//! 图像下载
//!
//! 捕获阶段逐字节累积，直到末尾两个字节等于图像结束标记；
//! 重建阶段丢弃首个图像起始标记之前的所有字节（协议封皮与噪声），
//! 其余按序写入文件。没有起始标记就不产出文件。

use std::path::{Path, PathBuf};

use tracing::{info, warn};

use crate::link::{Link, StreamReader};
use crate::output;
use crate::session::{SessionError, SessionLog};

/// 图像起始标记（SOI）。
pub const SOI_MARKER: [u8; 2] = [0xFF, 0xD8];
/// 图像结束标记（EOI）。
pub const EOI_MARKER: [u8; 2] = [0xFF, 0xD9];

/// 图像下载参数。
#[derive(Debug, Clone)]
pub struct ImageDownload {
    /// 输出文件名里的图像集标识。
    pub tag: String,
}

/// 图像下载结果。
#[derive(Debug, Default)]
pub struct ImageReport {
    pub bytes_captured: usize,
    /// 捕获是否以 EOI 收尾（而不是流提前结束）。
    pub complete: bool,
    pub file: Option<PathBuf>,
}

impl ImageDownload {
    pub fn run(
        &self,
        link: &mut dyn Link,
        log: &mut SessionLog,
        out_dir: &Path,
    ) -> Result<ImageReport, SessionError> {
        log.append(&format!(
            "\nStart downloading image {} ({})\n",
            self.tag,
            output::timestamp()
        ));
        info!(tag = %self.tag, "▶️  开始图像下载");

        let mut report = ImageReport::default();
        let buffer = capture(link, &mut report);
        report.bytes_captured = buffer.len();
        log.append(&format!(
            "\nFinished downloading image {} ({})\n",
            self.tag,
            output::timestamp()
        ));

        // 重建：从首个 SOI 起写文件
        let Some(start) = find_soi(&buffer) else {
            warn!(tag = %self.tag, bytes = buffer.len(), "捕获数据中没有图像起始标记，不产出文件");
            log.append("\nNo start-of-image marker found, image skipped\n");
            return Ok(report);
        };
        let path = output::write_image(out_dir, &self.tag, &buffer[start..])?;
        log.append(&format!(
            "\nFinished creating image {} ({})\n",
            self.tag,
            output::timestamp()
        ));
        info!(
            tag = %self.tag,
            bytes = buffer.len() - start,
            path = %path.display(),
            "✅ 图像已写出"
        );
        report.file = Some(path);
        Ok(report)
    }
}

/// 捕获到 EOI 或流结束为止；流提前结束只告警，保留已捕获内容。
fn capture(link: &mut dyn Link, report: &mut ImageReport) -> Vec<u8> {
    let mut buffer = Vec::new();
    let mut reader = StreamReader::new(link);
    loop {
        let Some(b) = reader.next_byte() else {
            warn!(bytes = buffer.len(), "流在图像结束标记之前结束");
            return buffer;
        };
        buffer.push(b);
        if buffer.ends_with(&EOI_MARKER) {
            report.complete = true;
            return buffer;
        }
    }
}

fn find_soi(buffer: &[u8]) -> Option<usize> {
    buffer.windows(2).position(|w| w == SOI_MARKER.as_slice())
}
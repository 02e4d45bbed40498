use serde_json::Value;
use std::fs;
use std::io::{Read, Write};
use std::net::{TcpListener, TcpStream};
use std::path::{Path, PathBuf};
use std::process::Command;
use std::thread::{self, JoinHandle};
use std::time::{SystemTime, UNIX_EPOCH};

fn unique_temp_dir(prefix: &str) -> PathBuf {
    let nanos = SystemTime::now()
        .duration_since(UNIX_EPOCH)
        .expect("time went backwards")
        .as_nanos();
    let dir = std::env::temp_dir().join(format!(
        "vmodem-rs-cli-{prefix}-{}-{nanos}",
        std::process::id()
    ));
    fs::create_dir_all(&dir).expect("create temp dir");
    dir
}

fn write_file(dir: &Path, name: &str, contents: &str) -> PathBuf {
    let path = dir.join(name);
    fs::write(&path, contents).expect("write temp file");
    path
}

/// Read one CR-terminated request code; None on end of stream.
fn read_request(stream: &mut TcpStream) -> Option<Vec<u8>> {
    let mut line = Vec::new();
    let mut buf = [0u8; 1];
    loop {
        match stream.read(&mut buf) {
            Ok(0) | Err(_) => return None,
            Ok(_) => {
                line.push(buf[0]);
                if buf[0] == b'\r' {
                    return Some(line);
                }
            }
        }
    }
}

/// Fake lab server: greet, then answer every request with `respond`.
fn spawn_server(
    respond: impl Fn(&mut TcpStream, u64) + Send + 'static,
) -> (String, JoinHandle<()>) {
    let listener = TcpListener::bind("127.0.0.1:0").expect("bind fake server");
    let addr = listener.local_addr().expect("local addr").to_string();
    let handle = thread::spawn(move || {
        let (mut stream, _) = listener.accept().expect("accept");
        stream
            .write_all(b"VIRTUAL LAB SERVER READY\r\n\n\n")
            .expect("greeting");
        let mut round: u64 = 0;
        while read_request(&mut stream).is_some() {
            respond(&mut stream, round);
            round += 1;
        }
    });
    (addr, handle)
}

fn run_session(dir: &Path, session: &Path, addr: &str) -> (std::process::Output, PathBuf, PathBuf) {
    let out_dir = dir.join("data");
    let log_file = dir.join("log.txt");
    let summary = dir.join("summary.json");
    let output = Command::new(env!("CARGO_BIN_EXE_modem_session"))
        .args([
            "--session",
            session.to_str().unwrap(),
            "--addr",
            addr,
            "--out-dir",
            out_dir.to_str().unwrap(),
            "--log-file",
            log_file.to_str().unwrap(),
            "--summary-json",
            summary.to_str().unwrap(),
        ])
        .output()
        .expect("run modem_session");
    (output, out_dir, summary)
}

fn files_with_prefix(dir: &Path, prefix: &str) -> Vec<PathBuf> {
    let Ok(entries) = fs::read_dir(dir) else {
        return Vec::new();
    };
    entries
        .filter_map(|e| e.ok())
        .map(|e| e.path())
        .filter(|p| {
            p.file_name()
                .and_then(|n| n.to_str())
                .is_some_and(|n| n.starts_with(prefix))
        })
        .collect()
}

#[test]
fn echo_session_produces_samples_log_and_summary() {
    let (addr, server) = spawn_server(|stream, _| {
        stream.write_all(b"ECHO PACKET PSTOP").expect("echo response");
    });

    let dir = unique_temp_dir("echo");
    let session = write_file(
        &dir,
        "session.json",
        r#"
{
    "action": "echo",
    "request_code": "E0000",
    "duration_ms": 1,
    "speed_bps": 80000,
    "timeout_ms": 2000
}
        "#,
    );

    let (output, out_dir, summary) = run_session(&dir, &session, &addr);
    assert!(
        output.status.success(),
        "stderr: {}",
        String::from_utf8_lossy(&output.stderr)
    );
    let stdout = String::from_utf8_lossy(&output.stdout);
    assert!(stdout.contains("session_result action=echo"));

    let csvs = files_with_prefix(&out_dir, "echo_");
    assert_eq!(csvs.len(), 1, "one echo CSV per session");
    let samples = fs::read_to_string(&csvs[0]).expect("read echo csv");
    let values: Vec<u64> = samples
        .lines()
        .map(|l| l.parse().expect("integer sample"))
        .collect();
    assert!(!values.is_empty());

    let log = fs::read_to_string(dir.join("log.txt")).expect("read session log");
    assert!(log.starts_with("-------------------------["));
    assert!(log.contains("VIRTUAL LAB SERVER READY"));
    assert!(log.contains("Starting echo test"));
    assert!(log.contains("-------------------------END-------------------------"));

    let summary: Value =
        serde_json::from_str(&fs::read_to_string(&summary).expect("summary file"))
            .expect("summary json");
    assert_eq!(summary["action"], "echo");
    assert!(summary["rounds"].as_u64().expect("rounds") >= 1);

    server.join().expect("server thread");
}

#[test]
fn image_session_reconstructs_the_payload_from_soi() {
    let (addr, server) = spawn_server(|stream, _| {
        // framing noise, then SOI .. EOI
        stream
            .write_all(&[0x00, 0x11, 0xFF, 0xD8, 0x22, 0x33, 0xFF, 0xD9])
            .expect("image bytes");
    });

    let dir = unique_temp_dir("image");
    let session = write_file(
        &dir,
        "session.json",
        r#"
{
    "action": "image",
    "request_code": "M0000",
    "timeout_ms": 2000
}
        "#,
    );

    let (output, out_dir, summary) = run_session(&dir, &session, &addr);
    assert!(
        output.status.success(),
        "stderr: {}",
        String::from_utf8_lossy(&output.stderr)
    );

    let images = files_with_prefix(&out_dir, "E1_");
    assert_eq!(images.len(), 1, "one reconstructed image");
    let bytes = fs::read(&images[0]).expect("read image");
    assert_eq!(bytes, vec![0xFF, 0xD8, 0x22, 0x33, 0xFF, 0xD9]);

    let summary: Value =
        serde_json::from_str(&fs::read_to_string(&summary).expect("summary file"))
            .expect("summary json");
    assert_eq!(summary["action"], "image");
    assert_eq!(summary["image_bytes"].as_u64(), Some(8));

    server.join().expect("server thread");
}

#[test]
fn arq_session_accepts_valid_checksums_without_retransmission() {
    let (addr, server) = spawn_server(|stream, _| {
        let payload = b"0123456789ABCDEF";
        let fcs = payload.iter().fold(0u8, |acc, b| acc ^ b);
        let response = format!(
            "{:<31}{}--{fcs:03}PSTOP",
            "ARQ PACKET",
            String::from_utf8_lossy(payload)
        );
        stream
            .write_all(response.as_bytes())
            .expect("arq response");
    });

    let dir = unique_temp_dir("arq");
    let session = write_file(
        &dir,
        "session.json",
        r#"
{
    "action": "arq",
    "request_code": "Q0000",
    "secondary_code": "R0000",
    "duration_ms": 1,
    "timeout_ms": 2000
}
        "#,
    );

    let (output, out_dir, summary) = run_session(&dir, &session, &addr);
    assert!(
        output.status.success(),
        "stderr: {}",
        String::from_utf8_lossy(&output.stderr)
    );

    let latency = files_with_prefix(&out_dir, "arq_latency_");
    let repeats = files_with_prefix(&out_dir, "arq_repeats_");
    assert_eq!(latency.len(), 1);
    assert_eq!(repeats.len(), 1);

    let repeat_values = fs::read_to_string(&repeats[0]).expect("read repeats csv");
    assert!(repeat_values.lines().count() >= 1);
    for line in repeat_values.lines() {
        assert_eq!(line, "0", "valid checksums mean zero retransmissions");
    }

    let summary: Value =
        serde_json::from_str(&fs::read_to_string(&summary).expect("summary file"))
            .expect("summary json");
    assert_eq!(summary["action"], "arq");
    assert!(summary["acks_sent"].as_u64().expect("acks") >= 1);
    assert_eq!(summary["nacks_sent"].as_u64(), Some(0));

    server.join().expect("server thread");
}
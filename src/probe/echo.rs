//! 回显时延测试
//!
//! 反复发送请求码并等待以停止标记结尾的回显包，
//! 每轮记录一条往返时延（毫秒），直到测试时长用完。
//! 时长只在回合边界检查；流在标记之前结束会中止整个测试，
//! 不会记录半个样本。

use std::time::{Duration, Instant};

use tracing::{debug, info};

use crate::link::{Link, StreamReader};
use crate::output::{self, SampleWriter};
use crate::session::{SessionError, SessionLog};

use super::RESPONSE_STOP;

/// 回显测试参数。
#[derive(Debug, Clone)]
pub struct EchoTest {
    /// 请求码（按原样写出）。
    pub code: String,
    /// 总测试时长。
    pub duration: Duration,
}

/// 回显测试结果。
#[derive(Debug, Default)]
pub struct EchoReport {
    pub rounds: u64,
}

/// 回合状态机：发送 → 等待回显 → 判定是否继续。
#[derive(Debug)]
enum EchoState {
    Send,
    Await { sent_at: Instant },
    Evaluate,
    Done,
}

impl EchoTest {
    pub fn run(
        &self,
        link: &mut dyn Link,
        log: &mut SessionLog,
        samples: &mut SampleWriter,
    ) -> Result<EchoReport, SessionError> {
        log.append(&format!(
            "\nStarting echo test ({})\n -Code:{}\n",
            output::timestamp(),
            self.code.trim_end()
        ));
        info!(
            code = %self.code.trim_end(),
            duration_ms = self.duration.as_millis() as u64,
            "▶️  开始回显测试"
        );

        let started = Instant::now();
        let mut report = EchoReport::default();
        let mut state = EchoState::Send;

        let outcome = loop {
            state = match state {
                EchoState::Send => {
                    if !link.write(self.code.as_bytes()) {
                        break Err(SessionError::WriteFailed {
                            what: "echo request code",
                        });
                    }
                    EchoState::Await {
                        sent_at: Instant::now(),
                    }
                }
                EchoState::Await { sent_at } => {
                    let Some(packet) = StreamReader::new(link).read_packet(RESPONSE_STOP) else {
                        break Err(SessionError::StreamEnded {
                            expected: "echo stop marker",
                        });
                    };
                    let delay_ms = sent_at.elapsed().as_millis() as u64;
                    samples.record(delay_ms);
                    report.rounds += 1;
                    debug!(round = report.rounds, delay_ms, packet = %packet.trim_end(), "回显往返完成");
                    EchoState::Evaluate
                }
                EchoState::Evaluate => {
                    if started.elapsed() >= self.duration {
                        EchoState::Done
                    } else {
                        EchoState::Send
                    }
                }
                EchoState::Done => break Ok(()),
            };
        };

        match outcome {
            Ok(()) => {
                log.append(&format!("\nFinished echo test ({})\n", output::timestamp()));
                info!(rounds = report.rounds, "✅ 回显测试完成");
                Ok(report)
            }
            Err(e) => {
                log.append(&format!(
                    "\nAborted echo test ({}): {e}\n",
                    output::timestamp()
                ));
                Err(e)
            }
        }
    }
}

• [Directions] Which lines in the records above hold the string "elapsed"? Copy each of them.

• [Task answer]
                    let delay_ms = sent_at.elapsed().as_millis() as u64;
                    if started.elapsed() >= self.duration {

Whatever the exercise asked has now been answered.